Lucan collapsed onto cracked, ashen ground. His hands scraped against ragged stone as he coughed and choked on air that felt too thick. Every inch of his body screamed. Even healed, he felt raw. His skin twitched with phantom pain, his shoulder throbbed where bone had once broken. He blinked against the sudden light.
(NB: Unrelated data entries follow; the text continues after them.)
use std::path::{Path, PathBuf};

use chrono::{DateTime, Utc};
use serde::{Deserialize, Serialize};
use tracing::info;

use crate::core::params::SegmentParams;
use crate::error::Result;
use crate::types::{OutputFormat, Region};

pub const MANIFEST_FILE_NAME: &str = "manifest.json";

#[derive(Debug, Clone, PartialEq, Serialize, Deserialize)]
pub struct ManifestEntry {
    pub index: usize,
    pub file_name: String,
    /// Zero-based delivery batch
    pub batch: usize,
    pub region: Region,
}

/// Sidecar describing where every photocard came from.
#[derive(Debug, Clone, PartialEq, Serialize, Deserialize)]
pub struct Manifest {
    pub source: Option<String>,
    pub generated_at: DateTime<Utc>,
    pub width: u32,
    pub height: u32,
    pub threshold: u8,
    pub candidates: usize,
    pub format: OutputFormat,
    pub params: SegmentParams,
    pub photocards: Vec<ManifestEntry>,
}

pub fn write_manifest(output_dir: &Path, manifest: &Manifest) -> Result<PathBuf> {
    let path = output_dir.join(MANIFEST_FILE_NAME);
    let json_string = serde_json::to_string_pretty(manifest)?;
    std::fs::write(&path, json_string)?;
    info!("Created manifest: {:?}", path);
    Ok(path)
}

pub fn read_manifest(path: &Path) -> Result<Manifest> {
    let text = std::fs::read_to_string(path)?;
    Ok(serde_json::from_str(&text)?)
}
Above them stretched a sky of swirling ash-gray clouds, thick and restless, pulsing faintly with an eerie, dim light. Two suns hung low—one a pale flicker, the other a dull ember—casting a cold, uneven glow over the cracked, obsidian-black ground. Ragged crystal formations jutted from the earth like frozen lightning, humming softly with strange energy. Sparse, spindly trees with glass-like leaves swayed silently in a wind that stirred no dust. Beneath it all, faint veins of glowing blue light traced patterns beneath the surface, as if the planet itself held a secret pulse.
Lyra stumbled toward him, her barrier finally dissolving. She dropped to her knees beside him.
"Lucan!" she cried, voice trembling. "You're—are you okay? Can you hear me?"
He nodded slowly. His throat felt scorched. "I think... I'm still here."
She helped him sit up, her hands gentle, almost scared to touch him.
She was crying. "It's my fault," she choked. "All of this—it happened because of me. If I hadn't taken you there—if I hadn't—"
Lucan shook his head, still gasping. "You didn't know. Neither did I."
She hugged him suddenly, tightly, her breath shaking. "I thought I lost you. I thought—"
They both turned their eyes to the strange new world.
Behind them, the rift sealed itself with a hiss of energy, vanishing into nothing.
The silence that followed was vast.
Lucan shivered.
Whatever this place was, they were no longer home.
And something had changed in him forever.